One of the criteria for officials' promotions has been success in implementing the policy.
Forced abortions remain widespread, according to rights groups, especially for unmarried women or for couples under the legal marrying age of 22 for men and 20 for women.
3. What were its effects?
The government argues that the policy has prevented about 400 million births, keeping the nation's population at roughly 1.37 billion today.
But it also led to sex-selective abortions or infanticide targeting girls, because of a centuries-old social preference for boys.
Families also became lopsided, with one single child caring for four grandparents and two parents, a significant financial burden for many.
Couples whose only child died as an adult, too late for them to have another, were particularly hard hit.
4. Was Thursday's change expected?
China announced an earlier loosening of the policy in 2013, allowing couples where only one was an only child to have a second offspring.

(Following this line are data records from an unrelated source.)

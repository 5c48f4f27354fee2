//! Discover command - list the `.hyper` files under a directory

use anyhow::Result;
use hyperlens_protocol::DiscoverResult;
use std::path::PathBuf;

use crate::cli::error::HelpfulError;
use crate::cli::output::{format_size, format_time, print_table, system_time_from_secs};
use crate::cli::CommandContext;
use hyperlens::shaping::to_json;

/// Arguments for the discover command
#[derive(Debug)]
pub struct DiscoverArgs {
    pub directory: PathBuf,
    pub json: bool,
}

/// Execute the discover command
pub async fn run(args: DiscoverArgs, ctx: &CommandContext) -> Result<()> {
    if !args.directory.exists() {
        return Err(HelpfulError::path_not_found(&args.directory).into());
    }
    if !args.directory.is_dir() {
        return Err(HelpfulError::not_a_directory(&args.directory).into());
    }

    let result = ctx
        .dispatcher
        .discover(&args.directory, &ctx.cancel)
        .await
        .map_err(|e| HelpfulError::from_dispatch(&e, &args.directory))?;

    if args.json {
        println!("{}", to_json(&result)?);
    } else {
        output_table(&result);
    }
    Ok(())
}

fn output_table(result: &DiscoverResult) {
    if result.files.is_empty() {
        println!("No .hyper files found in {}", result.directory);
        return;
    }

    let rows: Vec<Vec<String>> = result
        .files
        .iter()
        .map(|file| {
            vec![
                file.name.clone(),
                format_size(file.size_bytes),
                format_time(system_time_from_secs(file.modified_at)),
                file.absolute_path.display().to_string(),
            ]
        })
        .collect();
    print_table(&["Name", "Size", "Modified", "Path"], rows);

    let total: u64 = result.files.iter().map(|f| f.size_bytes).sum();
    println!();
    println!(
        "Found {} .hyper file{} ({}) in {}",
        result.files_found,
        if result.files_found == 1 { "" } else { "s" },
        format_size(total),
        result.directory
    );
}
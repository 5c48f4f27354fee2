//! CLI module for Hyperlens
//!
//! One-shot commands (`discover`, `inspect`, `export`), the prompt-driven
//! `interactive` browser, the `serve` web service and `config`.

pub mod error;
pub mod output;

pub mod context;
pub mod prompt;

pub mod config;
pub mod discover;
pub mod export;
pub mod inspect;
pub mod interactive;
pub mod serve;

pub use context::CommandContext;
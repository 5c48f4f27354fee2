//! Hyperlens Test Utilities
//!
//! - [`FakeEngine`]: a `/bin/sh` script standing in for the inspection engine.
//!   It records its argument list and answers with a canned document, a
//!   failure, or whatever shell body the test supplies.
//! - [`payloads`]: builders for the JSON documents the real engine prints.
//!
//! ```rust,ignore
//! let engine = FakeEngine::responding(&payloads::inspect_payload("a.hyper", &[table]));
//! let dispatcher = Dispatcher::from_engine(ProcessEngine::new(&engine.settings()));
//! ```

#[cfg(unix)]
pub mod fake_engine;
pub mod payloads;

#[cfg(unix)]
pub use fake_engine::FakeEngine;
pub use payloads::TableFixture;
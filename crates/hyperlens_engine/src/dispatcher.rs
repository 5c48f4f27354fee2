//! Request Dispatcher: validates caller input, builds one engine request per
//! operation and decodes the answer into a typed payload.

use hyperlens_protocol::defaults::SAMPLE_ROW_LIMIT;
use hyperlens_protocol::{
    has_hyper_extension, DiscoverResult, EnginePayload, EngineRequest, ExportOptions,
    ExportResult, InspectResult, Operation,
};
use std::path::Path;
use std::sync::Arc;
use tracing::{debug, info, warn};

use crate::adapter::Engine;
use crate::cancel::CancellationToken;
use crate::error::{DispatchError, EngineError};
use crate::validate;

/// Stateless front door to the engine. Cheap to clone; share one per process.
#[derive(Clone)]
pub struct Dispatcher {
    engine: Arc<dyn Engine>,
}

impl Dispatcher {
    pub fn new(engine: Arc<dyn Engine>) -> Self {
        Self { engine }
    }

    pub fn from_engine<E: Engine + 'static>(engine: E) -> Self {
        Self::new(Arc::new(engine))
    }

    /// List the `.hyper` files under `directory`.
    pub async fn discover(
        &self,
        directory: &Path,
        cancel: &CancellationToken,
    ) -> Result<DiscoverResult, DispatchError> {
        validate::readable_directory(directory)?;

        let payload = self.call(EngineRequest::discover(directory), cancel).await?;
        let mut result = match payload {
            EnginePayload::Discover(result) => result,
            other => return Err(mismatch(Operation::Discover, &other)),
        };

        let before = result.files.len();
        result.files.retain(|file| {
            has_hyper_extension(&file.name) && file.absolute_path.is_file()
        });
        if result.files.len() != before {
            debug!(
                "Dropped {} discover entries that were not reachable .hyper files",
                before - result.files.len()
            );
        }
        result.files_found = result.files.len();
        if result.directory.is_empty() {
            result.directory = directory.display().to_string();
        }

        info!(
            "Discovered {} .hyper file(s) in {}",
            result.files_found,
            directory.display()
        );
        Ok(result)
    }

    /// Read schemas, tables, row counts and a few sample rows from `file`.
    pub async fn inspect(
        &self,
        file: &Path,
        cancel: &CancellationToken,
    ) -> Result<InspectResult, DispatchError> {
        validate::hyper_file(file)?;

        let payload = self.call(EngineRequest::inspect(file), cancel).await?;
        let mut result = match payload {
            EnginePayload::Inspect(result) => result,
            other => return Err(mismatch(Operation::Inspect, &other)),
        };

        let sample_limit = SAMPLE_ROW_LIMIT as usize;
        for table in &mut result.tables {
            if table.sample_data.len() > sample_limit {
                table.sample_data.truncate(sample_limit);
            }
        }
        result.total_tables = result.tables.len();

        info!(
            "Inspected {}: {} table(s), {} row(s)",
            result.file_name, result.total_tables, result.total_rows
        );
        Ok(result)
    }

    /// Extract row data from `file`, honoring the sample/limit options.
    pub async fn export(
        &self,
        file: &Path,
        options: &ExportOptions,
        cancel: &CancellationToken,
    ) -> Result<ExportResult, DispatchError> {
        if options.max_rows == Some(0) && !options.sample_only {
            return Err(DispatchError::invalid(
                "maxRows must be a positive integer, got 0",
            ));
        }
        validate::hyper_file(file)?;

        let payload = self
            .call(EngineRequest::export(file, options), cancel)
            .await?;
        let mut result = match payload {
            EnginePayload::Export(result) => result,
            other => return Err(mismatch(Operation::Export, &other)),
        };

        let limit = options.row_limit();
        let truncated = result.enforce_row_limit(limit);
        if truncated > 0 {
            warn!(
                "Engine returned more than {:?} rows for {} table(s); truncated",
                limit, truncated
            );
        }
        result.export_type = options.export_type();
        result.max_rows_per_table = limit;

        info!(
            "Exported {} row(s) from {} table(s) of {}",
            result.total_rows_exported, result.total_tables, result.file_name
        );
        Ok(result)
    }

    async fn call(
        &self,
        request: EngineRequest,
        cancel: &CancellationToken,
    ) -> Result<EnginePayload, DispatchError> {
        let operation = request.operation();
        let wrap = |source: EngineError| DispatchError::Engine { operation, source };

        debug!("Dispatching {} {}", operation, request.target().display());
        let response = self
            .engine
            .invoke(&request.to_argv(), cancel)
            .await
            .map_err(wrap)?;

        if !response.success {
            let message = response
                .error
                .unwrap_or_else(|| format!("engine reported {} as unsuccessful", operation));
            return Err(wrap(EngineError::Rejected { message }));
        }

        EnginePayload::decode(operation, &response.payload).map_err(|err| {
            wrap(EngineError::MalformedResponse {
                reason: format!("unexpected {} payload: {}", operation, err),
                raw: response.payload.to_string(),
            })
        })
    }
}

fn mismatch(expected: Operation, payload: &EnginePayload) -> DispatchError {
    DispatchError::Engine {
        operation: expected,
        source: EngineError::MalformedResponse {
            reason: format!("expected {} payload, got {}", expected, payload.operation()),
            raw: serde_json::to_string(payload).unwrap_or_default(),
        },
    }
}
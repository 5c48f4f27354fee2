//! Export command - table data as JSON or CSV, to a file or stdout

use anyhow::Result;
use hyperlens::shaping::ExportFormat;
use hyperlens_engine::validate::max_rows_from_str;
use hyperlens_protocol::{ExportOptions, ExportResult, ExportType};
use std::path::{Path, PathBuf};
use tracing::info;

use crate::cli::error::HelpfulError;
use crate::cli::inspect::check_hyper_file;
use crate::cli::output::{format_number, format_size};
use crate::cli::CommandContext;

/// Arguments for the export command
#[derive(Debug)]
pub struct ExportArgs {
    pub file: PathBuf,
    pub output: Option<PathBuf>,
    pub sample: bool,
    /// Raw `--max-rows` text, validated here so bad values get a helpful error.
    pub max_rows: Option<String>,
    pub format: ExportFormat,
}

/// Build export options from the command-line flags.
pub fn export_options(sample: bool, max_rows: Option<&str>) -> Result<ExportOptions, HelpfulError> {
    let max_rows = match max_rows {
        Some(raw) if !sample => {
            Some(max_rows_from_str(raw).map_err(|_| HelpfulError::invalid_max_rows(raw))?)
        }
        _ => None,
    };
    Ok(ExportOptions {
        sample_only: sample,
        max_rows,
    })
}

/// Execute the export command
pub async fn run(args: ExportArgs, ctx: &CommandContext) -> Result<()> {
    let options = export_options(args.sample, args.max_rows.as_deref())?;
    check_hyper_file(&args.file)?;

    let result = ctx
        .dispatcher
        .export(&args.file, &options, &ctx.cancel)
        .await
        .map_err(|e| HelpfulError::from_dispatch(&e, &args.file))?;

    let rendered = args.format.render(&result)?;

    match &args.output {
        Some(path) => {
            write_output(path, &rendered)?;
            info!(
                file = %args.file.display(),
                output = %path.display(),
                rows = result.total_rows_exported,
                "Export written"
            );
            println!("{}", summary(&result, path, rendered.len() as u64));
        }
        None => {
            print!("{}", rendered);
            if !rendered.ends_with('\n') {
                println!();
            }
        }
    }
    Ok(())
}

pub fn write_output(path: &Path, contents: &str) -> Result<(), HelpfulError> {
    std::fs::write(path, contents)
        .map_err(|e| HelpfulError::cannot_write_output(path, &e.to_string()))
}

fn summary(result: &ExportResult, path: &Path, bytes: u64) -> String {
    let mode = match result.export_type {
        ExportType::SampleOnly => "sample".to_string(),
        ExportType::FullData => match result.max_rows_per_table {
            Some(limit) => format!("up to {} rows per table", format_number(limit)),
            None => "all rows".to_string(),
        },
    };
    format!(
        "Exported {} rows from {} table{} ({}) to {} ({})",
        format_number(result.total_rows_exported),
        result.total_tables,
        if result.total_tables == 1 { "" } else { "s" },
        mode,
        path.display(),
        format_size(bytes)
    )
}

#[cfg(test)]
mod tests {
    use super::*;
    use hyperlens_protocol::ErrorKind;

    #[test]
    fn test_export_options_from_flags() {
        assert_eq!(export_options(false, None).unwrap(), ExportOptions::default());
        assert_eq!(
            export_options(false, Some("250")).unwrap(),
            ExportOptions::limited(250)
        );
        // --sample ignores --max-rows entirely, even a bad value
        assert_eq!(export_options(true, Some("abc")).unwrap(), ExportOptions::sample());
    }

    #[test]
    fn test_bad_max_rows_is_helpful() {
        for raw in ["0", "-3", "ten"] {
            let err = export_options(false, Some(raw)).unwrap_err();
            assert_eq!(err.kind, Some(ErrorKind::InvalidInput));
            assert!(err.message.contains(raw));
        }
    }

    #[test]
    fn test_write_output_to_missing_directory() {
        let dir = tempfile::tempdir().unwrap();
        let path = dir.path().join("missing").join("out.json");
        let err = write_output(&path, "{}").unwrap_err();
        assert_eq!(err.kind, Some(ErrorKind::Io));
    }
}
//! HTTP API types for the upload service.
//!
//! Every response carries a `success` flag; failures always use
//! [`ErrorResponse`] so clients can branch on a single shape.

use serde::{Deserialize, Serialize};
use serde_json::Value;

use crate::types::UploadedFile;

/// `{success: true, data: ...}`
#[derive(Debug, Clone, Serialize, Deserialize)]
pub struct ApiResponse<T> {
    pub success: bool,
    pub data: T,
}

impl<T> ApiResponse<T> {
    pub fn ok(data: T) -> Self {
        Self {
            success: true,
            data,
        }
    }
}

/// `{success: false, error: "..."}`
#[derive(Debug, Clone, PartialEq, Eq, Serialize, Deserialize)]
pub struct ErrorResponse {
    pub success: bool,
    pub error: String,
}

impl ErrorResponse {
    pub fn new(error: impl Into<String>) -> Self {
        Self {
            success: false,
            error: error.into(),
        }
    }
}

#[derive(Debug, Clone, Serialize, Deserialize)]
pub struct UploadResponse {
    pub success: bool,
    pub file: UploadedFile,
}

/// Body of `POST /api/export/:fileId` and query of the download route.
///
/// `max_rows` stays untyped so that a non-integer value reaches validation
/// and is reported as invalid input instead of a deserialization error.
#[derive(Debug, Clone, Default, Serialize, Deserialize)]
#[serde(rename_all = "camelCase")]
pub struct ExportRequestBody {
    #[serde(default)]
    pub sample_only: bool,
    #[serde(default)]
    pub max_rows: Option<Value>,
}

#[derive(Debug, Clone, Serialize, Deserialize)]
#[serde(rename_all = "camelCase")]
pub struct HealthResponse {
    pub status: String,
    pub version: String,
    pub staged_files: usize,
}
//! Result shaping: turns decoded payloads into JSON documents or delimited
//! text for download and file output.
//!
//! Delimited output is one section per table:
//!
//! ```text
//! # Extract.Orders
//! id,label
//! 1,first
//!
//! # Extract.Returns
//! id,reason
//! ```
//!
//! The header is the key set of the table's first row. A table without rows
//! still gets a header, taken from its declared columns.

use csv::{QuoteStyle, WriterBuilder};
use hyperlens_protocol::{ExportResult, ExportedTable};
use serde::Serialize;
use serde_json::Value;
use std::fmt;
use std::str::FromStr;
use thiserror::Error;

pub const DEFAULT_DELIMITER: u8 = b',';

#[derive(Debug, Error)]
pub enum ShapingError {
    #[error("JSON encoding failed: {0}")]
    Json(#[from] serde_json::Error),

    #[error("Delimited encoding failed: {0}")]
    Delimited(#[from] csv::Error),

    #[error("Delimited output is not valid UTF-8: {0}")]
    Utf8(#[from] std::string::FromUtf8Error),
}

/// Output formats offered by `export` and the download route.
#[derive(Debug, Clone, Copy, PartialEq, Eq, Default, clap::ValueEnum)]
pub enum ExportFormat {
    #[default]
    Json,
    Csv,
}

impl ExportFormat {
    pub fn as_str(&self) -> &'static str {
        match self {
            ExportFormat::Json => "json",
            ExportFormat::Csv => "csv",
        }
    }

    pub fn content_type(&self) -> &'static str {
        match self {
            ExportFormat::Json => "application/json",
            ExportFormat::Csv => "text/csv; charset=utf-8",
        }
    }

    /// Render `result` in this format.
    pub fn render(&self, result: &ExportResult) -> Result<String, ShapingError> {
        match self {
            ExportFormat::Json => Ok(to_json(result)?),
            ExportFormat::Csv => to_delimited(result, DEFAULT_DELIMITER),
        }
    }
}

impl fmt::Display for ExportFormat {
    fn fmt(&self, f: &mut fmt::Formatter<'_>) -> fmt::Result {
        f.write_str(self.as_str())
    }
}

impl FromStr for ExportFormat {
    type Err = String;

    fn from_str(s: &str) -> Result<Self, Self::Err> {
        match s.to_ascii_lowercase().as_str() {
            "json" => Ok(ExportFormat::Json),
            "csv" => Ok(ExportFormat::Csv),
            other => Err(format!("Unsupported format '{}': expected json or csv", other)),
        }
    }
}

/// Pretty-printed JSON. Key order follows the source document.
pub fn to_json<T: Serialize>(value: &T) -> serde_json::Result<String> {
    serde_json::to_string_pretty(value)
}

/// Delimited text for every table of `result`. Fields are quoted only when
/// they hold the delimiter, a quote or a line break.
pub fn to_delimited(result: &ExportResult, delimiter: u8) -> Result<String, ShapingError> {
    let mut out = Vec::new();
    for (index, table) in result.tables.iter().enumerate() {
        if index > 0 {
            out.push(b'\n');
        }
        out = write_table(out, table, delimiter)?;
    }
    Ok(String::from_utf8(out)?)
}

/// Append one `# schema.table` section to `out`.
fn write_table(
    mut out: Vec<u8>,
    table: &ExportedTable,
    delimiter: u8,
) -> Result<Vec<u8>, csv::Error> {
    out.extend_from_slice(b"# ");
    out.extend_from_slice(table.schema.qualified_name().as_bytes());
    out.push(b'\n');

    let columns = table.column_names();
    if columns.is_empty() {
        return Ok(out);
    }

    let mut writer = WriterBuilder::new()
        .delimiter(delimiter)
        .quote_style(QuoteStyle::Necessary)
        .from_writer(out);
    writer.write_record(&columns)?;
    for row in &table.data {
        writer.write_record(
            columns
                .iter()
                .map(|column| row.get(column).map(render_scalar).unwrap_or_default()),
        )?;
    }
    writer
        .into_inner()
        .map_err(|err| csv::Error::from(err.into_error()))
}

/// Text form of one cell. Null is empty; nested values are compact JSON.
pub fn render_scalar(value: &Value) -> String {
    match value {
        Value::Null => String::new(),
        Value::String(s) => s.clone(),
        Value::Bool(b) => b.to_string(),
        Value::Number(n) => n.to_string(),
        Value::Array(_) | Value::Object(_) => value.to_string(),
    }
}

/// `sales.hyper` -> `sales_export.csv`
pub fn download_filename(file_name: &str, format: ExportFormat) -> String {
    let stem = match file_name.rsplit_once('.') {
        Some((stem, _)) if !stem.is_empty() => stem,
        _ => file_name,
    };
    let safe: String = stem
        .chars()
        .map(|c| if c.is_ascii_alphanumeric() || c == '-' || c == '_' { c } else { '_' })
        .collect();
    format!("{}_export.{}", safe, format.as_str())
}

#[cfg(test)]
mod tests {
    use super::*;
    use hyperlens_test_utils::payloads::export_payload;
    use hyperlens_test_utils::TableFixture;
    use serde_json::json;

    fn single_table(columns: &[&str], rows: Vec<Vec<Value>>) -> ExportResult {
        let mut table = TableFixture::new("Extract", "T");
        for column in columns {
            table = table.column(column, "text");
        }
        for row in rows {
            table = table.row(row);
        }
        serde_json::from_value(export_payload("t.hyper", &[table], None)).unwrap()
    }

    #[test]
    fn test_delimited_quotes_only_when_needed() {
        let result = single_table(
            &["v"],
            vec![
                vec![json!("plain")],
                vec![json!("a,b")],
                vec![json!("say \"hi\"")],
                vec![json!("line\nbreak")],
                vec![json!("cr\rhere")],
            ],
        );
        assert_eq!(
            to_delimited(&result, b',').unwrap(),
            "# Extract.T\nv\nplain\n\"a,b\"\n\"say \"\"hi\"\"\"\n\"line\nbreak\"\n\"cr\rhere\"\n"
        );
    }

    #[test]
    fn test_tab_delimiter_leaves_commas_alone() {
        let result = single_table(&["a", "b"], vec![vec![json!("a,b"), json!("a\tb")]]);
        assert_eq!(
            to_delimited(&result, b'\t').unwrap(),
            "# Extract.T\na\tb\na,b\t\"a\tb\"\n"
        );
    }

    #[test]
    fn test_render_scalar() {
        assert_eq!(render_scalar(&Value::Null), "");
        assert_eq!(render_scalar(&json!(true)), "true");
        assert_eq!(render_scalar(&json!(1.5)), "1.5");
        assert_eq!(render_scalar(&json!("text")), "text");
        assert_eq!(render_scalar(&json!({"a": 1})), "{\"a\":1}");
    }

    #[test]
    fn test_download_filename() {
        assert_eq!(download_filename("sales.hyper", ExportFormat::Csv), "sales_export.csv");
        assert_eq!(
            download_filename("my extract.hyper", ExportFormat::Json),
            "my_extract_export.json"
        );
        assert_eq!(download_filename("noext", ExportFormat::Json), "noext_export.json");
    }

    #[test]
    fn test_format_from_str() {
        assert_eq!("CSV".parse::<ExportFormat>().unwrap(), ExportFormat::Csv);
        assert_eq!("json".parse::<ExportFormat>().unwrap(), ExportFormat::Json);
        assert!("xml".parse::<ExportFormat>().is_err());
    }
}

Many experts predicted the government would soon be forced to loosen the policy in the face of an ageing population, shrinking workforce and stagnant birth rate.
5. What happens now?
China's various provinces and regions will be responsible for implementing changes at the local level, but there was no immediate timetable announced on Thursday.
6. Is a baby boom coming?
Previous instances when the policy was loosened did not lead to major birth explosions, with the 2013 reform a particular example.
The latest change applies to far more couples, but raising children is becoming more expensive and in recent years more couples have chosen to forego children altogether.